Volocopter plans to start trial operations in 2023
The Bruchsal company has been dealing with air taxis for more than ten years. “We are the pioneers in this field, nobody can fool us so quickly,” says Reuter. Volocopter wants to offer commercial connections in time for the 2024 Olympic Games in Paris – if the authorities there play along. “Some national confirmations are still needed.” Volocopter wants to clear the last hurdle by the end of 2023, after which it will go into trial operation – “then we want to be able to fly to some Olympic locations from the airport”.
However, Reuter wants to take concerns about autonomous taxis seriously. “We fly with a pilot first, so you have to break the ice first,” he says.
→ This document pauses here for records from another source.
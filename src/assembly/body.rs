use serde::{Deserialize, Serialize};

use crate::{
    assembly::{
        exceptions::ExceptionHandler,
        instruction::{BlockId, Instruction, Terminator},
    },
    metadata::signatures::TypeSig,
    Result,
};

/// A maximal straight-line instruction sequence ending in a single control transfer
#[derive(Debug, Clone, PartialEq, Serialize, Deserialize)]
pub struct BasicBlock {
    /// Instructions executed in order
    #[serde(default)]
    pub instructions: Vec<Instruction>,
    /// How control leaves the block
    pub terminator: Terminator,
}

impl BasicBlock {
    /// A block with the given instructions and terminator
    #[must_use]
    pub fn new(instructions: Vec<Instruction>, terminator: Terminator) -> Self {
        BasicBlock {
            instructions,
            terminator,
        }
    }
}

/// The IR body of a method: locals, blocks and the ordered handler table
#[derive(Debug, Clone, PartialEq, Serialize, Deserialize)]
pub struct MethodBody {
    /// Local variable types
    #[serde(default)]
    pub locals: Vec<TypeSig>,
    /// Basic blocks, addressed by [`BlockId`] index
    pub blocks: Vec<BasicBlock>,
    /// Exception handlers, innermost first
    #[serde(default)]
    pub handlers: Vec<ExceptionHandler>,
    /// First block executed
    #[serde(default = "entry_block")]
    pub entry: BlockId,
    /// Zero-initialize locals on entry
    #[serde(default = "init_locals_default")]
    pub init_locals: bool,
}

fn entry_block() -> BlockId {
    BlockId(0)
}

fn init_locals_default() -> bool {
    true
}

impl MethodBody {
    /// A body consisting of `blocks` with entry block 0
    #[must_use]
    pub fn new(blocks: Vec<BasicBlock>) -> Self {
        MethodBody {
            locals: Vec::new(),
            blocks,
            handlers: Vec::new(),
            entry: BlockId(0),
            init_locals: true,
        }
    }

    /// Block `id`
    #[must_use]
    pub fn block(&self, id: BlockId) -> Option<&BasicBlock> {
        self.blocks.get(id.0)
    }

    /// Mutable block `id`
    pub fn block_mut(&mut self, id: BlockId) -> Option<&mut BasicBlock> {
        self.blocks.get_mut(id.0)
    }

    /// Appends a block and returns its id
    pub fn add_block(&mut self, block: BasicBlock) -> BlockId {
        self.blocks.push(block);
        BlockId(self.blocks.len() - 1)
    }

    /// Declares a new local and returns its slot
    ///
    /// # Errors
    /// Returns [`crate::Error::Malformed`] when the local table is full.
    pub fn add_local(&mut self, sig: TypeSig) -> Result<u16> {
        let slot = u16::try_from(self.locals.len())
            .map_err(|_| malformed_error!("Too many locals in method body"))?;
        self.locals.push(sig);
        Ok(slot)
    }

    /// Ids of all blocks
    pub fn block_ids(&self) -> impl Iterator<Item = BlockId> {
        (0..self.blocks.len()).map(BlockId)
    }

    /// True if `block` lies inside any handler body
    #[must_use]
    pub fn is_in_handler(&self, block: BlockId) -> bool {
        self.handlers.iter().any(|h| h.handles_in(block))
    }

    /// Splits `id` before instruction `at`. The tail and the terminator move into a new
    /// block that inherits every region membership of `id`; `id` jumps to it.
    ///
    /// # Errors
    /// Returns [`crate::Error::Malformed`] if `id` does not exist or `at` is out of range.
    pub fn split_block(&mut self, id: BlockId, at: usize) -> Result<BlockId> {
        let new_id = BlockId(self.blocks.len());
        let block = self
            .block_mut(id)
            .ok_or_else(|| malformed_error!("Block {} does not exist", id))?;
        if at > block.instructions.len() {
            return Err(malformed_error!(
                "Cannot split {} at {} - only {} instructions",
                id,
                at,
                block.instructions.len()
            ));
        }
        let tail = block.instructions.split_off(at);
        let terminator = std::mem::replace(&mut block.terminator, Terminator::Jump(new_id));
        self.blocks.push(BasicBlock::new(tail, terminator));

        for handler in &mut self.handlers {
            if handler.try_blocks.contains(&id) {
                handler.try_blocks.insert(new_id);
            }
            if handler.handler_blocks.contains(&id) {
                handler.handler_blocks.insert(new_id);
            }
        }
        Ok(new_id)
    }
}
The authorities who have to regulate the airspace also felt more comfortable when a pilot was on board, “because the legal framework for fully autonomous operation does not yet exist”.
Air taxi projects around the world are numerous, experts’ estimates vary between 100 and 120. Many companies are involved in this segment – such as Airbus, Daimler or Volkswagen.
Insufficient airspace management
The Bavarian startup Lilium also wants to go into series production with its electric aircraft in a few years and has just made its debut on the US stock exchange. However, according to Decker, there are still many crucial prerequisites for commercial flights: Neither there are enough take-off and landing sites nor an effective airspace management system that could someday in the future navigate thousands or even tens of thousands of air taxis over cities. Projects at European level such as SESAR (Single European Sky ATM Research) have been researching this for years.
A completely different question is that of costs. In the long run, the flight with an air taxi will be comparable to the price of a taxi ride, says Reuter. However, this also requires sufficient passengers – and when the time comes is written in the stars. Because Decker from the Institute for Technology Assessment and Systems Analysis (ITAS) in Karlsruhe would not get into an autonomous flying taxi at the moment: “There are still too many imponderables for that.”